RECORDS FOR THE TASK Start Marker
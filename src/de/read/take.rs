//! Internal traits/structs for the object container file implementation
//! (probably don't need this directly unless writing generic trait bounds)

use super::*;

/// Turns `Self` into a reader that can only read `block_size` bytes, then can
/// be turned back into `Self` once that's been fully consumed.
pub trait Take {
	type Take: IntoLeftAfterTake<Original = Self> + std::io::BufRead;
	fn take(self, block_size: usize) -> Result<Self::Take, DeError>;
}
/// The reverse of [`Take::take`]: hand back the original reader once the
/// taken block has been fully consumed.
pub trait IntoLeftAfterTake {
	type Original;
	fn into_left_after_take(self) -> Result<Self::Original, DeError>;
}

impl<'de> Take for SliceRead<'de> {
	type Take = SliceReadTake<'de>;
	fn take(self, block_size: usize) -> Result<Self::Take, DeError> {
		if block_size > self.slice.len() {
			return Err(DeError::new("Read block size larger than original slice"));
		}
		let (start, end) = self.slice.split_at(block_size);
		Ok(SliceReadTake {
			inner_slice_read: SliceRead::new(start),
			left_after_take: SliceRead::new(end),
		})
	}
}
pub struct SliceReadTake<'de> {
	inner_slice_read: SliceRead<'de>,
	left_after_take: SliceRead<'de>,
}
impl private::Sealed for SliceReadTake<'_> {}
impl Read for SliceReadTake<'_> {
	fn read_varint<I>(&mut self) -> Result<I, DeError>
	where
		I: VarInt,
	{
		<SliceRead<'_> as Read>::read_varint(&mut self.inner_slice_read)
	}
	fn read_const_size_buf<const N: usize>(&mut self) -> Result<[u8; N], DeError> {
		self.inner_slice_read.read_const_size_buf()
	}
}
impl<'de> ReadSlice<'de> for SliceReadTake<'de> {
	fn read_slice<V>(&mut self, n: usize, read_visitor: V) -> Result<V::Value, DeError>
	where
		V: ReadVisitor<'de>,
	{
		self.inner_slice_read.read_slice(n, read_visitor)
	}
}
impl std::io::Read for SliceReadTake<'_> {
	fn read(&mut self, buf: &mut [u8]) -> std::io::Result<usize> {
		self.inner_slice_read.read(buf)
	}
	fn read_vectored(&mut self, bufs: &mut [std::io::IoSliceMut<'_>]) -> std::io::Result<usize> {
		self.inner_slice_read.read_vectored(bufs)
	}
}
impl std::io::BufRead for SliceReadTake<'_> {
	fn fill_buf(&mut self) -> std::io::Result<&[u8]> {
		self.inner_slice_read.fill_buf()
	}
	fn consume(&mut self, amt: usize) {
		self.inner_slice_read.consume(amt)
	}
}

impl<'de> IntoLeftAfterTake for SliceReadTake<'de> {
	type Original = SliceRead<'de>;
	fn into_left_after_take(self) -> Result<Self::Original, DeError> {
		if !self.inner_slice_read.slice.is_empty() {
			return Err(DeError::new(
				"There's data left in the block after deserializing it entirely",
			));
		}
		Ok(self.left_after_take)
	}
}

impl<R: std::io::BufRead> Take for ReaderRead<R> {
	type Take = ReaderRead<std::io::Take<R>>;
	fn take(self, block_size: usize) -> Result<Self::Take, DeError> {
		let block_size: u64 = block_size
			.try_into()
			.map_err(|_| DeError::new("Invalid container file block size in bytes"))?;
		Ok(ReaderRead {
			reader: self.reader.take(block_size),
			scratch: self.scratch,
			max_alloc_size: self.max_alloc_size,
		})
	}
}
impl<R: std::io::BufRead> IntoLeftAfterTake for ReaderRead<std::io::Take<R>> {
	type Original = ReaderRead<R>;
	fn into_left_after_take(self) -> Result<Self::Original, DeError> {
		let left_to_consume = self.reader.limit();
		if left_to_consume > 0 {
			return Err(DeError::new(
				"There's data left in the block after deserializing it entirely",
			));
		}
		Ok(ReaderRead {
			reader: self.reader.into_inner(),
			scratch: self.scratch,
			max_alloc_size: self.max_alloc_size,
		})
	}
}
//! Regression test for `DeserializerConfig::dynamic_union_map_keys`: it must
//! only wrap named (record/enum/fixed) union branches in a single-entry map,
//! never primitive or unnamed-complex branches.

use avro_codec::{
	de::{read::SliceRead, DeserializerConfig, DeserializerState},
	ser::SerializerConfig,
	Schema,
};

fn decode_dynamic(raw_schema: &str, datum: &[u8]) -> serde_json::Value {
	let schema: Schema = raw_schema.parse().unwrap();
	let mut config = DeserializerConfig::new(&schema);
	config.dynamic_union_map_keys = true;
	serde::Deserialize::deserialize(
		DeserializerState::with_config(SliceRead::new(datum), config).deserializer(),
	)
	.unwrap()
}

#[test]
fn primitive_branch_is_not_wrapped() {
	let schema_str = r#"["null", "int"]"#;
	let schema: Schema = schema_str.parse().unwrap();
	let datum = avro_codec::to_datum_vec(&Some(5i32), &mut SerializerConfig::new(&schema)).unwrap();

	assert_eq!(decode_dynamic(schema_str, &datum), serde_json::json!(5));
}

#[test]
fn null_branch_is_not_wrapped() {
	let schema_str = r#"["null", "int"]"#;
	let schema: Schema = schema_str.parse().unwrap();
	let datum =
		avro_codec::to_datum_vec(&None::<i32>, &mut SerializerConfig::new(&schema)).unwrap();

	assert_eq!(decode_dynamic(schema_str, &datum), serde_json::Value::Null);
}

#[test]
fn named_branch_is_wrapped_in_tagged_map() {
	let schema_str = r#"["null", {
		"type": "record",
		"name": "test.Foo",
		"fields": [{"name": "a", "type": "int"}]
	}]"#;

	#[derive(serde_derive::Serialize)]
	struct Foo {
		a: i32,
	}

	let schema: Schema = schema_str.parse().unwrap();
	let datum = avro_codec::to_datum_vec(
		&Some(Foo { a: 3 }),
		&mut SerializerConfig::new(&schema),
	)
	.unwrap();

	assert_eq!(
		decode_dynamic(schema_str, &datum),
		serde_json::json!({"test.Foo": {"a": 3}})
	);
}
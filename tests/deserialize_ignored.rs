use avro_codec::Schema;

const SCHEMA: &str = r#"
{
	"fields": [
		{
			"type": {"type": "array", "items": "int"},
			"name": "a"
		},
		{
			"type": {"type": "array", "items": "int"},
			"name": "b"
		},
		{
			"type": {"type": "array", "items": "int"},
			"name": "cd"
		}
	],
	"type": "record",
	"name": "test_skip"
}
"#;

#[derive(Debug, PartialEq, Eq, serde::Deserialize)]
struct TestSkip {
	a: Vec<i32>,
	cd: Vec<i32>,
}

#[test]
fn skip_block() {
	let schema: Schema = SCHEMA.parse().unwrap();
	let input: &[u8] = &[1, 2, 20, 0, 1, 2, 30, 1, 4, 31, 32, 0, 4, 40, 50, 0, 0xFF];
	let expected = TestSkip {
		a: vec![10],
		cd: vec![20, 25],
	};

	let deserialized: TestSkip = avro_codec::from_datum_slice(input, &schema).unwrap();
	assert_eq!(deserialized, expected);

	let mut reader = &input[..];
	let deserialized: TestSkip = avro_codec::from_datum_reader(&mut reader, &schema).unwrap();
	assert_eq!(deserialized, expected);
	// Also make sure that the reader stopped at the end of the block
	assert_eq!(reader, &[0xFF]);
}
RECORDS FOR THE TASK End Marker
PROMPT:
Complete, exact output of the records is expected.

SOLUTION TO THIS TASK:
filename src/de/read/take.rs
//! Internal traits/structs for the object container file implementation
//! (probably don't need this directly unless writing generic trait bounds)

use super::*;

/// Turns `Self` into a reader that can only read `block_size` bytes, then can
/// be turned back into `Self` once that's been fully consumed.
pub trait Take {
	type Take: IntoLeftAfterTake<Original = Self> + std::io::BufRead;
	fn take(self, block_size: usize) -> Result<Self::Take, DeError>;
}
/// The reverse of [`Take::take`]: hand back the original reader once the
/// taken block has been fully consumed.
pub trait IntoLeftAfterTake {
	type Original;
	fn into_left_after_take(self) -> Result<Self::Original, DeError>;
}

impl<'de> Take for SliceRead<'de> {
	type Take = SliceReadTake<'de>;
	fn take(self, block_size: usize) -> Result<Self::Take, DeError> {
		if block_size > self.slice.len() {
			return Err(DeError::new("Read block size larger than original slice"));
		}
		let (start, end) = self.slice.split_at(block_size);
		Ok(SliceReadTake {
			inner_slice_read: SliceRead::new(start),
			left_after_take: SliceRead::new(end),
		})
	}
}
pub struct SliceReadTake<'de> {
	inner_slice_read: SliceRead<'de>,
	left_after_take: SliceRead<'de>,
}
impl private::Sealed for SliceReadTake<'_> {}
impl Read for SliceReadTake<'_> {
	fn read_varint<I>(&mut self) -> Result<I, DeError>
	where
		I: VarInt,
	{
		<SliceRead<'_> as Read>::read_varint(&mut self.inner_slice_read)
	}
	fn read_const_size_buf<const N: usize>(&mut self) -> Result<[u8; N], DeError> {
		self.inner_slice_read.read_const_size_buf()
	}
}
impl<'de> ReadSlice<'de> for SliceReadTake<'de> {
	fn read_slice<V>(&mut self, n: usize, read_visitor: V) -> Result<V::Value, DeError>
	where
		V: ReadVisitor<'de>,
	{
		self.inner_slice_read.read_slice(n, read_visitor)
	}
}
impl std::io::Read for SliceReadTake<'_> {
	fn read(&mut self, buf: &mut [u8]) -> std::io::Result<usize> {
		self.inner_slice_read.read(buf)
	}
	fn read_vectored(&mut self, bufs: &mut [std::io::IoSliceMut<'_>]) -> std::io::Result<usize> {
		self.inner_slice_read.read_vectored(bufs)
	}
}
impl std::io::BufRead for SliceReadTake<'_> {
	fn fill_buf(&mut self) -> std::io::Result<&[u8]> {
		self.inner_slice_read.fill_buf()
	}
	fn consume(&mut self, amt: usize) {
		self.inner_slice_read.consume(amt)
	}
}

impl<'de> IntoLeftAfterTake for SliceReadTake<'de> {
	type Original = SliceRead<'de>;
	fn into_left_after_take(self) -> Result<Self::Original, DeError> {
		if !self.inner_slice_read.slice.is_empty() {
			return Err(DeError::new(
				"There's data left in the block after deserializing it entirely",
			));
		}
		Ok(self.left_after_take)
	}
}

impl<R: std::io::BufRead> Take for ReaderRead<R> {
	type Take = ReaderRead<std::io::Take<R>>;
	fn take(self, block_size: usize) -> Result<Self::Take, DeError> {
		let block_size: u64 = block_size
			.try_into()
			.map_err(|_| DeError::new("Invalid container file block size in bytes"))?;
		Ok(ReaderRead {
			reader: self.reader.take(block_size),
			scratch: self.scratch,
			max_alloc_size: self.max_alloc_size,
		})
	}
}
impl<R: std::io::BufRead> IntoLeftAfterTake for ReaderRead<std::io::Take<R>> {
	type Original = ReaderRead<R>;
	fn into_left_after_take(self) -> Result<Self::Original, DeError> {
		let left_to_consume = self.reader.limit();
		if left_to_consume > 0 {
			return Err(DeError::new(
				"There's data left in the block after deserializing it entirely",
			));
		}
		Ok(ReaderRead {
			reader: self.reader.into_inner(),
			scratch: self.scratch,
			max_alloc_size: self.max_alloc_size,
		})
	}
}
//! Regression test for `DeserializerConfig::dynamic_union_map_keys`: it must
//! only wrap named (record/enum/fixed) union branches in a single-entry map,
//! never primitive or unnamed-complex branches.

use avro_codec::{
	de::{read::SliceRead, DeserializerConfig, DeserializerState},
	ser::SerializerConfig,
	Schema,
};

fn decode_dynamic(raw_schema: &str, datum: &[u8]) -> serde_json::Value {
	let schema: Schema = raw_schema.parse().unwrap();
	let mut config = DeserializerConfig::new(&schema);
	config.dynamic_union_map_keys = true;
	serde::Deserialize::deserialize(
		DeserializerState::with_config(SliceRead::new(datum), config).deserializer(),
	)
	.unwrap()
}

#[test]
fn primitive_branch_is_not_wrapped() {
	let schema_str = r#"["null", "int"]"#;
	let schema: Schema = schema_str.parse().unwrap();
	let datum = avro_codec::to_datum_vec(&Some(5i32), &mut SerializerConfig::new(&schema)).unwrap();

	assert_eq!(decode_dynamic(schema_str, &datum), serde_json::json!(5));
}

#[test]
fn null_branch_is_not_wrapped() {
	let schema_str = r#"["null", "int"]"#;
	let schema: Schema = schema_str.parse().unwrap();
	let datum =
		avro_codec::to_datum_vec(&None::<i32>, &mut SerializerConfig::new(&schema)).unwrap();

	assert_eq!(decode_dynamic(schema_str, &datum), serde_json::Value::Null);
}

#[test]
fn named_branch_is_wrapped_in_tagged_map() {
	let schema_str = r#"["null", {
		"type": "record",
		"name": "test.Foo",
		"fields": [{"name": "a", "type": "int"}]
	}]"#;

	#[derive(serde_derive::Serialize)]
	struct Foo {
		a: i32,
	}

	let schema: Schema = schema_str.parse().unwrap();
	let datum = avro_codec::to_datum_vec(
		&Some(Foo { a: 3 }),
		&mut SerializerConfig::new(&schema),
	)
	.unwrap();

	assert_eq!(
		decode_dynamic(schema_str, &datum),
		serde_json::json!({"test.Foo": {"a": 3}})
	);
}
filename tests/deserialize_ignored.rs
use avro_codec::Schema;

const SCHEMA: &str = r#"
{
	"fields": [
		{
			"type": {"type": "array", "items": "int"},
			"name": "a"
		},
		{
			"type": {"type": "array", "items": "int"},
			"name": "b"
		},
		{
			"type": {"type": "array", "items": "int"},
			"name": "cd"
		}
	],
	"type": "record",
	"name": "test_skip"
}
"#;

#[derive(Debug, PartialEq, Eq, serde::Deserialize)]
struct TestSkip {
	a: Vec<i32>,
	cd: Vec<i32>,
}

#[test]
fn skip_block() {
	let schema: Schema = SCHEMA.parse().unwrap();
	let input: &[u8] = &[1, 2, 20, 0, 1, 2, 30, 1, 4, 31, 32, 0, 4, 40, 50, 0, 0xFF];
	let expected = TestSkip {
		a: vec![10],
		cd: vec![20, 25],
	};

	let deserialized: TestSkip = avro_codec::from_datum_slice(input, &schema).unwrap();
	assert_eq!(deserialized, expected);

	let mut reader = &input[..];
	let deserialized: TestSkip = avro_codec::from_datum_reader(&mut reader, &schema).unwrap();
	assert_eq!(deserialized, expected);
	// Also make sure that the reader stopped at the end of the block
	assert_eq!(reader, &[0xFF]);
}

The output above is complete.